En restaurantes de la zona de Cascorro los precios han sido durante la emergencia mucho más baratos que los del comedero de Nuncio, y los menús, bastante más sencillos y lógicos. La oferta del Malacatín, en la calle de la Ruda, no ha pasado de los seis euros y ha entrado en el cupo de la cocina casera de arroces, pucheros, albóndigas y croquetas de carne de cocido. La de La Capricciosa, el siciliano de la calle Maldonadas, igual. No solo la pizza, la de verdad, sino lasagnas y canelones de carne o verdura, y postres tradicionales caseros. No es un lugar hospitalario en apariencia, pero la jefa y su gente tienen gancho, la comida gusta y el restaurante funciona. El Brote, célebre por su cocina de setas, muy prestigiado, no ha entrado en las ofertas de comida de encargo para llevar. Normal. El bistró de la esquina con Cascorro, l’Adoré, no se ha complicado la vida. La carta de raciones del Bar A Vins de la cabecera del Rastro, muy tentadora,  abundante. De los asiáticos vecinos no puede decirse lo mismo.

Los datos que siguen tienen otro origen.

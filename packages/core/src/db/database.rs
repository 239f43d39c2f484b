//! Database Connection Management
//!
//! This module provides the connection and schema layer for the
//! authoritative nodes table, using libsql.
//!
//! # Architecture
//!
//! - **Path-agnostic**: accepts any valid PathBuf the embedding application
//!   chooses
//! - **WAL mode**: Write-Ahead Logging for better concurrency
//! - **Foreign keys**: enabled per connection; `parent_id` cascades deletes
//!   down the tree
//! - **Idempotent schema**: `CREATE TABLE IF NOT EXISTS`, no migrations
//!
//! # Database Connection Patterns
//!
//! Always use `connect_with_timeout()` in async functions. The 5-second busy
//! timeout lets concurrent operations wait and retry instead of failing
//! immediately with `SQLITE_BUSY` when the Tokio runtime interleaves them.

use crate::db::StoreError;
use libsql::{Builder, Database};
use std::path::PathBuf;
use std::sync::Arc;

/// Database service managing the libsql connection and the nodes schema.
///
/// # Examples
///
/// ```no_run
/// use notex_core::db::DatabaseService;
/// use std::path::PathBuf;
///
/// #[tokio::main]
/// async fn main() -> Result<(), Box<dyn std::error::Error>> {
///     let db = DatabaseService::new(PathBuf::from("./data/notex.db")).await?;
///     Ok(())
/// }
/// ```
#[derive(Debug, Clone)]
pub struct DatabaseService {
    /// libsql database handle (wrapped in Arc for sharing)
    pub db: Arc<Database>,

    /// Path to the database file
    pub db_path: PathBuf,
}

impl DatabaseService {
    /// Create a new DatabaseService with the specified database path.
    ///
    /// This will:
    /// 1. Ensure the parent directory exists (create if needed)
    /// 2. Open/create the database file
    /// 3. Initialize the schema (CREATE TABLE IF NOT EXISTS)
    /// 4. Enable SQLite features (WAL mode, foreign keys)
    ///
    /// # Errors
    ///
    /// Returns `StoreError::Unavailable` if the directory cannot be created,
    /// the connection fails, or schema initialization fails.
    pub async fn new(db_path: PathBuf) -> Result<Self, StoreError> {
        // Only checkpoint the WAL for brand-new files; see initialize_schema.
        let is_new_database = !db_path.exists();

        if let Some(parent) = db_path.parent() {
            if !parent.exists() {
                std::fs::create_dir_all(parent).map_err(|e| {
                    StoreError::unavailable(format!(
                        "Failed to create parent directory for database at {}: {}",
                        db_path.display(),
                        e
                    ))
                })?;
            }
        }

        let db = Builder::new_local(&db_path).build().await.map_err(|e| {
            StoreError::unavailable(format!(
                "Failed to open database at {}: {}",
                db_path.display(),
                e
            ))
        })?;

        let service = Self {
            db: Arc::new(db),
            db_path,
        };

        service.initialize_schema(is_new_database).await?;

        Ok(service)
    }

    /// Execute a PRAGMA statement.
    ///
    /// PRAGMA statements return rows, so query() is required over execute().
    async fn execute_pragma(
        &self,
        conn: &libsql::Connection,
        pragma: &str,
    ) -> Result<(), StoreError> {
        let mut stmt = conn.prepare(pragma).await.map_err(|e| {
            StoreError::unavailable(format!("Failed to execute '{}': {}", pragma, e))
        })?;
        let _ = stmt.query(()).await.map_err(|e| {
            StoreError::unavailable(format!("Failed to execute '{}': {}", pragma, e))
        })?;
        Ok(())
    }

    /// Initialize the nodes schema and SQLite configuration.
    ///
    /// Idempotent; safe to call on every startup.
    ///
    /// # Schema
    ///
    /// One flat `nodes` table holds folders and notes alike. `parent_id`
    /// carries `ON DELETE CASCADE` so deleting a folder removes its whole
    /// subtree inside the store, which is the authority for cascade
    /// semantics (clients only mirror the removal).
    async fn initialize_schema(&self, is_new_database: bool) -> Result<(), StoreError> {
        let conn = self.connect_with_timeout().await?;

        self.execute_pragma(&conn, "PRAGMA journal_mode = WAL")
            .await?;

        conn.execute(
            "CREATE TABLE IF NOT EXISTS nodes (
                id TEXT PRIMARY KEY,
                owner_id TEXT NOT NULL,
                parent_id TEXT,
                kind TEXT NOT NULL CHECK (kind IN ('folder', 'note')),
                title TEXT NOT NULL,
                content TEXT,
                position INTEGER NOT NULL DEFAULT 0,
                created_at TEXT NOT NULL,
                updated_at TEXT NOT NULL,
                -- Folder deletion cascades to the whole subtree
                FOREIGN KEY (parent_id) REFERENCES nodes(id) ON DELETE CASCADE
            )",
            (),
        )
        .await
        .map_err(|e| StoreError::unavailable(format!("Failed to create nodes table: {}", e)))?;

        self.create_core_indexes(&conn).await?;

        // Flush the WAL for freshly created files so rapid open/close cycles
        // in tests never observe a half-initialized schema.
        if is_new_database {
            self.execute_pragma(&conn, "PRAGMA wal_checkpoint(TRUNCATE)")
                .await?;
        }

        Ok(())
    }

    /// Create core indexes for the nodes table.
    async fn create_core_indexes(&self, conn: &libsql::Connection) -> Result<(), StoreError> {
        // Owner scoping (every query filters on owner_id)
        conn.execute(
            "CREATE INDEX IF NOT EXISTS idx_nodes_owner ON nodes(owner_id)",
            (),
        )
        .await
        .map_err(|e| {
            StoreError::unavailable(format!("Failed to create index 'idx_nodes_owner': {}", e))
        })?;

        // Hierarchy queries and sibling position scans
        conn.execute(
            "CREATE INDEX IF NOT EXISTS idx_nodes_parent ON nodes(parent_id)",
            (),
        )
        .await
        .map_err(|e| {
            StoreError::unavailable(format!("Failed to create index 'idx_nodes_parent': {}", e))
        })?;

        // fetch_all orders by position
        conn.execute(
            "CREATE INDEX IF NOT EXISTS idx_nodes_owner_position ON nodes(owner_id, position)",
            (),
        )
        .await
        .map_err(|e| {
            StoreError::unavailable(format!(
                "Failed to create index 'idx_nodes_owner_position': {}",
                e
            ))
        })?;

        Ok(())
    }

    /// Get a raw synchronous connection handle.
    pub fn connect(&self) -> Result<libsql::Connection, StoreError> {
        self.db.connect().map_err(StoreError::from)
    }

    /// Get a connection configured for async use.
    ///
    /// Sets a 5-second busy timeout so concurrent operations wait instead of
    /// failing when the database is locked, and enables foreign keys so the
    /// `parent_id` cascade holds on every connection (SQLite scopes both
    /// pragmas per connection).
    pub async fn connect_with_timeout(&self) -> Result<libsql::Connection, StoreError> {
        let conn = self.connect()?;

        self.execute_pragma(&conn, "PRAGMA busy_timeout = 5000")
            .await?;
        self.execute_pragma(&conn, "PRAGMA foreign_keys = ON")
            .await?;

        Ok(conn)
    }

    //
    // NODE TABLE OPERATIONS
    // Raw SQL for the authoritative table; business validation lives in the
    // NodeStore implementation that wraps these.
    //

    /// Fetch every node owned by `owner_id`, ordered by position ascending.
    ///
    /// Returns raw rows; the caller converts them to `Node` models.
    pub async fn db_fetch_all(&self, owner_id: &str) -> Result<libsql::Rows, StoreError> {
        let conn = self.connect_with_timeout().await?;

        let mut stmt = conn
            .prepare(
                "SELECT id, owner_id, parent_id, kind, title, content, position,
                        created_at, updated_at
                 FROM nodes WHERE owner_id = ? ORDER BY position ASC",
            )
            .await
            .map_err(|e| {
                StoreError::unavailable(format!("Failed to prepare fetch_all query: {}", e))
            })?;

        stmt.query([owner_id]).await.map_err(|e| {
            StoreError::unavailable(format!("Failed to execute fetch_all query: {}", e))
        })
    }

    /// Fetch a single owner-scoped node row.
    pub async fn db_get_node(
        &self,
        id: &str,
        owner_id: &str,
    ) -> Result<Option<libsql::Row>, StoreError> {
        let conn = self.connect_with_timeout().await?;

        let mut stmt = conn
            .prepare(
                "SELECT id, owner_id, parent_id, kind, title, content, position,
                        created_at, updated_at
                 FROM nodes WHERE id = ? AND owner_id = ?",
            )
            .await
            .map_err(|e| {
                StoreError::unavailable(format!("Failed to prepare get_node query: {}", e))
            })?;

        let mut rows = stmt.query((id, owner_id)).await.map_err(|e| {
            StoreError::unavailable(format!("Failed to execute get_node query: {}", e))
        })?;

        rows.next()
            .await
            .map_err(|e| StoreError::unavailable(e.to_string()))
    }

    /// Insert a node row, computing `position` inside the statement.
    ///
    /// The position subquery (max sibling + 1, 0 for the first sibling) runs
    /// in the same statement as the insert, so two racing creates under the
    /// same parent can never both read a stale maximum. The caller re-reads
    /// the row to learn the assigned position.
    pub async fn db_insert_node(&self, node: &crate::models::Node) -> Result<(), StoreError> {
        let conn = self.connect_with_timeout().await?;

        let content_json = node
            .content
            .as_ref()
            .map(serde_json::to_string)
            .transpose()
            .map_err(|e| StoreError::unavailable(format!("Failed to serialize content: {}", e)))?;

        conn.execute(
            "INSERT INTO nodes (id, owner_id, parent_id, kind, title, content, position, created_at, updated_at)
             VALUES (?, ?, ?, ?, ?, ?,
                     (SELECT COALESCE(MAX(position) + 1, 0)
                      FROM nodes WHERE owner_id = ? AND parent_id IS ?),
                     ?, ?)",
            (
                node.id.as_str(),
                node.owner_id.as_str(),
                node.parent_id.as_deref(),
                node.kind.as_str(),
                node.title.as_str(),
                content_json.as_deref(),
                node.owner_id.as_str(),
                node.parent_id.as_deref(),
                node.created_at.to_rfc3339(),
                node.updated_at.to_rfc3339(),
            ),
        )
        .await
        .map_err(|e| StoreError::unavailable(format!("Failed to insert node: {}", e)))?;

        Ok(())
    }

    /// Write the full mutable field set of an owner-scoped node row.
    ///
    /// Returns the number of rows affected (0 when the id/owner pair does
    /// not match, which callers surface as NotFound).
    pub async fn db_update_node(&self, node: &crate::models::Node) -> Result<u64, StoreError> {
        let conn = self.connect_with_timeout().await?;

        let content_json = node
            .content
            .as_ref()
            .map(serde_json::to_string)
            .transpose()
            .map_err(|e| StoreError::unavailable(format!("Failed to serialize content: {}", e)))?;

        let rows_affected = conn
            .execute(
                "UPDATE nodes
                 SET parent_id = ?, title = ?, content = ?, position = ?, updated_at = ?
                 WHERE id = ? AND owner_id = ?",
                (
                    node.parent_id.as_deref(),
                    node.title.as_str(),
                    content_json.as_deref(),
                    node.position,
                    node.updated_at.to_rfc3339(),
                    node.id.as_str(),
                    node.owner_id.as_str(),
                ),
            )
            .await
            .map_err(|e| StoreError::unavailable(format!("Failed to update node: {}", e)))?;

        Ok(rows_affected)
    }

    /// Delete an owner-scoped node and every descendant in one statement.
    ///
    /// Returns the number of rows removed (0 when the target is absent).
    /// The recursive CTE walks the subtree explicitly, so the count covers
    /// the cascade rather than just the target row.
    pub async fn db_delete_subtree(&self, id: &str, owner_id: &str) -> Result<u64, StoreError> {
        let conn = self.connect_with_timeout().await?;

        let rows_affected = conn
            .execute(
                "WITH RECURSIVE subtree(id) AS (
                     SELECT id FROM nodes WHERE id = ? AND owner_id = ?
                     UNION ALL
                     SELECT n.id FROM nodes n JOIN subtree s ON n.parent_id = s.id
                 )
                 DELETE FROM nodes WHERE id IN (SELECT id FROM subtree)",
                (id, owner_id),
            )
            .await
            .map_err(|e| StoreError::unavailable(format!("Failed to delete subtree: {}", e)))?;

        Ok(rows_affected)
    }
}
//! Data Models
//!
//! This module contains the core data structures used throughout Notex:
//!
//! - `Node` - persisted folder/note record (the flat collection element)
//! - `TreeNode` - derived hierarchical view, computed on every read
//!
//! The flat collection is the source of truth; everything hierarchical is
//! derived by [`build_tree`].

mod node;
mod tree;

pub use node::{can_parent, normalized_title, DeleteResult, Node, NodeKind, NodeUpdate, ValidationError};
pub use tree::{build_tree, TreeError, TreeNode};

En la plaza de la Paja se han plantado ya dos terrazas. Ayer, apenas nadie. Haré una segunda visita dentro de un rato. Los amigos venezolanos del Domi me contaron de acera a acera que la semana que viene montarán terraza con licencia nueva. Se supone que La Malaje hará lo mismo. Y El Tío Timón, Y la plaza sufrirá la invasión prevista de antemano. En el Jardín de Anglona, hacían botellón tres jóvenes que habían tomado uno de los dos bancos de piedra románticos, el que está bajo los granados y el almendro. El otro banco, el de empedrado semiesférico, ha vuelto a ser vandalizado. Los gorriones se han asustado. No tardará el mirlo en huir. No he visto hacer el loco esta mañana por el cielo a los vencejos jugar y jugar. Todo para las palomas. Las palomas de la guerra. En el tejado del palacio del Infantado montan guardia cinco alineadas al borde en perfecta simetría. Como vigías.